• **TASK STATEMENT**
Retype all of the entries precisely.

(Beginning of SOURCE MATERIAL)

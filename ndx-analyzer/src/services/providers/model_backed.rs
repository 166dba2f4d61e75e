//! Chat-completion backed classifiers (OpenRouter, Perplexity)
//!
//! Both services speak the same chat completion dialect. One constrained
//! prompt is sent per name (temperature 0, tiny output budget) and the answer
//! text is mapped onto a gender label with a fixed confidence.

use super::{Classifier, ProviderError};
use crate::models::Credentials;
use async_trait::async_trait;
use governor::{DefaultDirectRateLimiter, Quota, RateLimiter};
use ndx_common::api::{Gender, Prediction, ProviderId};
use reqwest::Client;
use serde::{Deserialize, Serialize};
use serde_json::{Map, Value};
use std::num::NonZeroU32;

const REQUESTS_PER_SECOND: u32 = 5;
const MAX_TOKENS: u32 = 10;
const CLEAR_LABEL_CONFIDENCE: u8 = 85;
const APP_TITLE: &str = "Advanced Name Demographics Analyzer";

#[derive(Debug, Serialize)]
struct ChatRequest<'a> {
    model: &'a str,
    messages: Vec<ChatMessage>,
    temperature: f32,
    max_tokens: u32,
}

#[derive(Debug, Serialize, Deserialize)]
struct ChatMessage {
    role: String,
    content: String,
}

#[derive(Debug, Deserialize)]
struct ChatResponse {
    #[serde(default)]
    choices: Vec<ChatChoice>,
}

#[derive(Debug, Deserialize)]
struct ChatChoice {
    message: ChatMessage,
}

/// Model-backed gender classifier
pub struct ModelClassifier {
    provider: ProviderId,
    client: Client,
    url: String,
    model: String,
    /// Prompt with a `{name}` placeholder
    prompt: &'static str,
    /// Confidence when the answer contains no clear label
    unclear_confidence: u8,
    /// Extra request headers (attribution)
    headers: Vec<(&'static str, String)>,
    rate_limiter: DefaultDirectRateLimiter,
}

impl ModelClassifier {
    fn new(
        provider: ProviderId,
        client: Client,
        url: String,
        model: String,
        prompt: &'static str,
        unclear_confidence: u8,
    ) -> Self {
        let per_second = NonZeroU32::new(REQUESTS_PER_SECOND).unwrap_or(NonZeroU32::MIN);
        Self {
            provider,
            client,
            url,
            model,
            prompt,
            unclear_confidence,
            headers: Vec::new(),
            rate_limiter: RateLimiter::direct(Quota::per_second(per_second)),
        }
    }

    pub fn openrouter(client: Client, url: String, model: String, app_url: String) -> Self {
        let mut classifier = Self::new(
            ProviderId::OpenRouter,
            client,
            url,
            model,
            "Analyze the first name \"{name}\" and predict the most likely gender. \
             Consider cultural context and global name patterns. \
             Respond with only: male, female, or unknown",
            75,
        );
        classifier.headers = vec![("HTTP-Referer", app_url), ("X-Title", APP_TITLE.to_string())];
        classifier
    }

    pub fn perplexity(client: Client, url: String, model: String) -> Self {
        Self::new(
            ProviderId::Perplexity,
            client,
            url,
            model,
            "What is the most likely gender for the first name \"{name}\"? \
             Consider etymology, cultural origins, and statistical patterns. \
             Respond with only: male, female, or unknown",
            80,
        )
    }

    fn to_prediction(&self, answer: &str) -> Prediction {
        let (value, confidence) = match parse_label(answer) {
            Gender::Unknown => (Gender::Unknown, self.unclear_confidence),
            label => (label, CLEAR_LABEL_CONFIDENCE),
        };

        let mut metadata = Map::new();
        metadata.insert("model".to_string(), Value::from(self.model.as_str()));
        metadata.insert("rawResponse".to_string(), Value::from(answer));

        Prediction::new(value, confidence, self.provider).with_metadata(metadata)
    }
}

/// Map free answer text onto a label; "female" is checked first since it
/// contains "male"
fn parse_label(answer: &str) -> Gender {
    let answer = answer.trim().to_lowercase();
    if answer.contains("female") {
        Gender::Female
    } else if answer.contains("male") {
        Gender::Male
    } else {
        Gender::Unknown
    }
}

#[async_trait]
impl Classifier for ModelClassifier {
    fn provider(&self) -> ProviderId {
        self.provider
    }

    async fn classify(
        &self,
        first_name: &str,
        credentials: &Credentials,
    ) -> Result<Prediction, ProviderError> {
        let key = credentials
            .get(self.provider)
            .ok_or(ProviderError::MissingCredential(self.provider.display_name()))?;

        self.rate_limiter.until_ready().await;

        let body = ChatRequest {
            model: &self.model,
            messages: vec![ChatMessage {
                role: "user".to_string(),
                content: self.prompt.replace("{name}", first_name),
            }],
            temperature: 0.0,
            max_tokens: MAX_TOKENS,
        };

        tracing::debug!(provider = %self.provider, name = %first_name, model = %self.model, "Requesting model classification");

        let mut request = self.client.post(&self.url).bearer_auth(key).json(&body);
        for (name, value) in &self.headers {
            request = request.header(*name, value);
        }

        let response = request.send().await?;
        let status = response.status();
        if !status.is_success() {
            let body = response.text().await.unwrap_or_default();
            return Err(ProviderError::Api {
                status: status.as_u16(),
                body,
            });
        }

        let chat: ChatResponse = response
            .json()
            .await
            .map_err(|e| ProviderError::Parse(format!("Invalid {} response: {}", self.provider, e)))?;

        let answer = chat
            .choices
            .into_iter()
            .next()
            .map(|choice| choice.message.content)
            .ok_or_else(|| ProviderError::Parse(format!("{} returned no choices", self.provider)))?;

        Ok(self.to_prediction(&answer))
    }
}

(End of SOURCE MATERIAL)

• **TASK ANSWER**
filename ndx-analyzer/src/services/providers/model_backed.rs
repository 166dba2f4d61e75e
//! Chat-completion backed classifiers (OpenRouter, Perplexity)
//!
//! Both services speak the same chat completion dialect. One constrained
//! prompt is sent per name (temperature 0, tiny output budget) and the answer
//! text is mapped onto a gender label with a fixed confidence.

use super::{Classifier, ProviderError};
use crate::models::Credentials;
use async_trait::async_trait;
use governor::{DefaultDirectRateLimiter, Quota, RateLimiter};
use ndx_common::api::{Gender, Prediction, ProviderId};
use reqwest::Client;
use serde::{Deserialize, Serialize};
use serde_json::{Map, Value};
use std::num::NonZeroU32;

const REQUESTS_PER_SECOND: u32 = 5;
const MAX_TOKENS: u32 = 10;
const CLEAR_LABEL_CONFIDENCE: u8 = 85;
const APP_TITLE: &str = "Advanced Name Demographics Analyzer";

#[derive(Debug, Serialize)]
struct ChatRequest<'a> {
    model: &'a str,
    messages: Vec<ChatMessage>,
    temperature: f32,
    max_tokens: u32,
}

#[derive(Debug, Serialize, Deserialize)]
struct ChatMessage {
    role: String,
    content: String,
}

#[derive(Debug, Deserialize)]
struct ChatResponse {
    #[serde(default)]
    choices: Vec<ChatChoice>,
}

#[derive(Debug, Deserialize)]
struct ChatChoice {
    message: ChatMessage,
}

/// Model-backed gender classifier
pub struct ModelClassifier {
    provider: ProviderId,
    client: Client,
    url: String,
    model: String,
    /// Prompt with a `{name}` placeholder
    prompt: &'static str,
    /// Confidence when the answer contains no clear label
    unclear_confidence: u8,
    /// Extra request headers (attribution)
    headers: Vec<(&'static str, String)>,
    rate_limiter: DefaultDirectRateLimiter,
}

impl ModelClassifier {
    fn new(
        provider: ProviderId,
        client: Client,
        url: String,
        model: String,
        prompt: &'static str,
        unclear_confidence: u8,
    ) -> Self {
        let per_second = NonZeroU32::new(REQUESTS_PER_SECOND).unwrap_or(NonZeroU32::MIN);
        Self {
            provider,
            client,
            url,
            model,
            prompt,
            unclear_confidence,
            headers: Vec::new(),
            rate_limiter: RateLimiter::direct(Quota::per_second(per_second)),
        }
    }

    pub fn openrouter(client: Client, url: String, model: String, app_url: String) -> Self {
        let mut classifier = Self::new(
            ProviderId::OpenRouter,
            client,
            url,
            model,
            "Analyze the first name \"{name}\" and predict the most likely gender. \
             Consider cultural context and global name patterns. \
             Respond with only: male, female, or unknown",
            75,
        );
        classifier.headers = vec![("HTTP-Referer", app_url), ("X-Title", APP_TITLE.to_string())];
        classifier
    }

    pub fn perplexity(client: Client, url: String, model: String) -> Self {
        Self::new(
            ProviderId::Perplexity,
            client,
            url,
            model,
            "What is the most likely gender for the first name \"{name}\"? \
             Consider etymology, cultural origins, and statistical patterns. \
             Respond with only: male, female, or unknown",
            80,
        )
    }

    fn to_prediction(&self, answer: &str) -> Prediction {
        let (value, confidence) = match parse_label(answer) {
            Gender::Unknown => (Gender::Unknown, self.unclear_confidence),
            label => (label, CLEAR_LABEL_CONFIDENCE),
        };

        let mut metadata = Map::new();
        metadata.insert("model".to_string(), Value::from(self.model.as_str()));
        metadata.insert("rawResponse".to_string(), Value::from(answer));

        Prediction::new(value, confidence, self.provider).with_metadata(metadata)
    }
}

/// Map free answer text onto a label; "female" is checked first since it
/// contains "male"
fn parse_label(answer: &str) -> Gender {
    let answer = answer.trim().to_lowercase();
    if answer.contains("female") {
        Gender::Female
    } else if answer.contains("male") {
        Gender::Male
    } else {
        Gender::Unknown
    }
}

#[async_trait]
impl Classifier for ModelClassifier {
    fn provider(&self) -> ProviderId {
        self.provider
    }

    async fn classify(
        &self,
        first_name: &str,
        credentials: &Credentials,
    ) -> Result<Prediction, ProviderError> {
        let key = credentials
            .get(self.provider)
            .ok_or(ProviderError::MissingCredential(self.provider.display_name()))?;

        self.rate_limiter.until_ready().await;

        let body = ChatRequest {
            model: &self.model,
            messages: vec![ChatMessage {
                role: "user".to_string(),
                content: self.prompt.replace("{name}", first_name),
            }],
            temperature: 0.0,
            max_tokens: MAX_TOKENS,
        };

        tracing::debug!(provider = %self.provider, name = %first_name, model = %self.model, "Requesting model classification");

        let mut request = self.client.post(&self.url).bearer_auth(key).json(&body);
        for (name, value) in &self.headers {
            request = request.header(*name, value);
        }

        let response = request.send().await?;
        let status = response.status();
        if !status.is_success() {
            let body = response.text().await.unwrap_or_default();
            return Err(ProviderError::Api {
                status: status.as_u16(),
                body,
            });
        }

        let chat: ChatResponse = response
            .json()
            .await
            .map_err(|e| ProviderError::Parse(format!("Invalid {} response: {}", self.provider, e)))?;

        let answer = chat
            .choices
            .into_iter()
            .next()
            .map(|choice| choice.message.content)
            .ok_or_else(|| ProviderError::Parse(format!("{} returned no choices", self.provider)))?;

        Ok(self.to_prediction(&answer))
    }
}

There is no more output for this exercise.